Спичка медленно приподнимающейся рукой вытянула за незримую паутинку последний звук из рояля, закурила и сказала:

— А о тебе не будут беспокоиться, Никандра?

Хотя это у нее прозвучало не как «дорогие гости, не надоели ли вам хозяева?», не чтобы скорей выжить пришелицу, а просто и озабоченно, я кинулась в переднюю с криком:

— Ох и достанется мне дома!

— Попробуем сделать, чтобы досталось поменьше, — сказала Спичка, вышла за мною в переднюю, заставила набрать наш номер и взяла трубку. С полминуты я слушала, как она сипло и убедительно объясняется с кем-то и з них из всех, — и Спичка удовлетворенно произнесла, опустив трубку:

— И ничего страшного. Очень даже вежливо приняли.

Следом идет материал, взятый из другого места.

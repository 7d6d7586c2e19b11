use anyhow::Result;
use serde::{Deserialize, Serialize};
use std::path::PathBuf;
use std::time::Duration;

use crate::embed::EmbedConfig;
use crate::image::ImageFormat;

/// Main configuration structure
#[derive(Debug, Clone, Default, PartialEq, Serialize, Deserialize)]
pub struct Config {
    #[serde(default)]
    pub general: GeneralConfig,
    #[serde(default)]
    pub logging: LoggingConfig,
}

impl Config {
    /// Settings handed to each conversion
    pub fn embed_config(&self) -> EmbedConfig {
        EmbedConfig {
            max_file_size: self.general.max_file_size_bytes,
            allowed_formats: self.general.allowed_extensions.clone(),
        }
    }

    /// Minimum time between two copies
    pub fn min_interval(&self) -> Duration {
        Duration::from_millis(self.general.min_interval_ms)
    }
}

/// General configuration settings
#[derive(Debug, Clone, PartialEq, Serialize, Deserialize)]
pub struct GeneralConfig {
    /// Maximum image size in bytes (larger images are left as links)
    #[serde(default = "default_max_file_size")]
    pub max_file_size_bytes: u64,

    /// Image extensions eligible for embedding
    #[serde(default = "default_allowed_extensions")]
    pub allowed_extensions: Vec<ImageFormat>,

    /// Minimum milliseconds between copies (0 disables the limit)
    #[serde(default = "default_min_interval_ms")]
    pub min_interval_ms: u64,

    /// Vault root used when --vault is not given
    /// Defaults to the note's own folder
    #[serde(default, skip_serializing_if = "Option::is_none")]
    pub vault_root: Option<PathBuf>,
}

impl Default for GeneralConfig {
    fn default() -> Self {
        GeneralConfig {
            max_file_size_bytes: default_max_file_size(),
            allowed_extensions: default_allowed_extensions(),
            min_interval_ms: default_min_interval_ms(),
            vault_root: None,
        }
    }
}

/// Log output settings
#[derive(Debug, Clone, PartialEq, Serialize, Deserialize)]
pub struct LoggingConfig {
    /// Write a rotating log file in the data directory
    #[serde(default = "default_file_logging")]
    pub file_logging: bool,

    /// Minimum level written to the log file
    #[serde(default = "default_file_level")]
    pub file_level: String,

    /// Minimum level echoed to stderr
    #[serde(default = "default_stderr_level")]
    pub stderr_level: String,
}

impl Default for LoggingConfig {
    fn default() -> Self {
        LoggingConfig {
            file_logging: default_file_logging(),
            file_level: default_file_level(),
            stderr_level: default_stderr_level(),
        }
    }
}

// Default value functions for serde
fn default_max_file_size() -> u64 {
    10_485_760 // 10MB
}

fn default_allowed_extensions() -> Vec<ImageFormat> {
    ImageFormat::ALL.to_vec()
}

fn default_min_interval_ms() -> u64 {
    500
}

fn default_file_logging() -> bool {
    true
}

fn default_file_level() -> String {
    "info".to_string()
}

fn default_stderr_level() -> String {
    "warn".to_string()
}

/// Trait for configuration storage
pub trait ConfigStorage: Send + Sync {
    /// Load configuration from file
    fn load(&self) -> Result<Config>;

    /// Get the config file path
    fn path(&self) -> &PathBuf;

    /// Create default configuration file if it doesn't exist
    fn create_default(&self) -> Result<()>;
}

/// TOML-based implementation of ConfigStorage
pub struct TomlConfigStorage {
    path: PathBuf,
}

impl TomlConfigStorage {
    /// Create a new TomlConfigStorage with the given path
    pub fn new(path: PathBuf) -> Self {
        TomlConfigStorage { path }
    }
}

impl ConfigStorage for TomlConfigStorage {
    fn load(&self) -> Result<Config> {
        use anyhow::Context;
        use std::fs;

        // If file doesn't exist, create default and return it
        if !self.path.exists() {
            log::info!(
                "Config file not found at {:?}, creating default configuration",
                self.path
            );
            self.create_default()?;
            return Ok(Config::default());
        }

        let contents = fs::read_to_string(&self.path)
            .with_context(|| format!("Failed to read config from {:?}", self.path))?;

        let config: Config = toml::from_str(&contents)
            .with_context(|| format!("Failed to parse config file {:?}", self.path))?;

        log::info!("Loaded configuration from {:?}", self.path);
        log::debug!(
            "Config: max_file_size_bytes={}, {} allowed extensions, min_interval_ms={}",
            config.general.max_file_size_bytes,
            config.general.allowed_extensions.len(),
            config.general.min_interval_ms
        );

        Ok(config)
    }

    fn path(&self) -> &PathBuf {
        &self.path
    }

    fn create_default(&self) -> Result<()> {
        use anyhow::Context;
        use std::fs;

        // Ensure parent directory exists
        if let Some(parent) = self.path.parent() {
            fs::create_dir_all(parent)
                .with_context(|| format!("Failed to create directory {:?}", parent))?;
        }

        // Use the example config compiled into the binary
        let example_config = include_str!("../../mdembed.toml.example");

        fs::write(&self.path, example_config)
            .with_context(|| format!("Failed to create default config at {:?}", self.path))?;

        log::info!("Created default configuration at {:?}", self.path);

        Ok(())
    }
}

Еще бы не вежливо! Не кто-нибудь звонил, а мать Наташки Орлянской, гордости класса! Об ее старой дружбе со мной до сих пор вздыхали у нас дома: «И тут прошляпила! Хорошего-то удержать не можешь, растяпища!»

— Но как же ты одна сейчас пойдешь? Тьма сущая, на Пионерской в это время ни души, до самого Геслеровского, — там трамваи, люди…

— Я ее до Геслеровского провожу, — вмешалась Наташка.

— Мудра, ничего не скажешь, — заметила Спичка. — А обратно — одна по нашей пустыне?

— Мам, а я Рудьку с собой возьму, — нашла выход Наташка. Она быстро одевалась. — Мы с ним Никандру до Геслеровского доведем, а потом — вместе домой. Рудька пойдет, он…

— Знаю-знаю, твой преданный кавалер. Годочками только не вышел.

Наташка отправилась за Рудькой. Когда я, простившись со Спичкой и получив «сухим пайком» полный карман печенья, вышла на площадку, они уже ждали меня. Рудька нахлобучил черную кепочку, под которой его пухлое личико стало еще шире, — его к тому же увеличивали выбивавшиеся с двух сторон светлые кудряшки.

Мы молча шагали втроем по «пустыне» — и правда, ни души, лишь особенно тоскливые в этот час кирпичные корпуса, скупо освещенные редкими желтыми лампочками, качавшимися на проводах, — привычный в своей убогости вечерний свет Петроградской. Я по опыту знала — если плакать на улице, лампочки сквозь ресницы и слезы расплываются в лимонные звездчатые, как будто колючие, пятна. Плакать мне, конечно, вовсе не хотелось, зато было неловко: если мы с Наташкой порой и перебрасывались словечком, то Рудька безмолвствовал всю дорогу, кося из-под кепочки в сторону и наверняка ужасно стесняясь сразу двух девятиклассниц — он учился в пятом. Но пусть маленький, смешной и толстый, с нами все же шел «кавалер», выручавший нас из безвыходного положения. Как обычно в таких случаях, я мучилась, считая себя повинной в этом тяжком молчании втроем, и вдруг завела речь о Наташкиных стихах про Демона и Тому.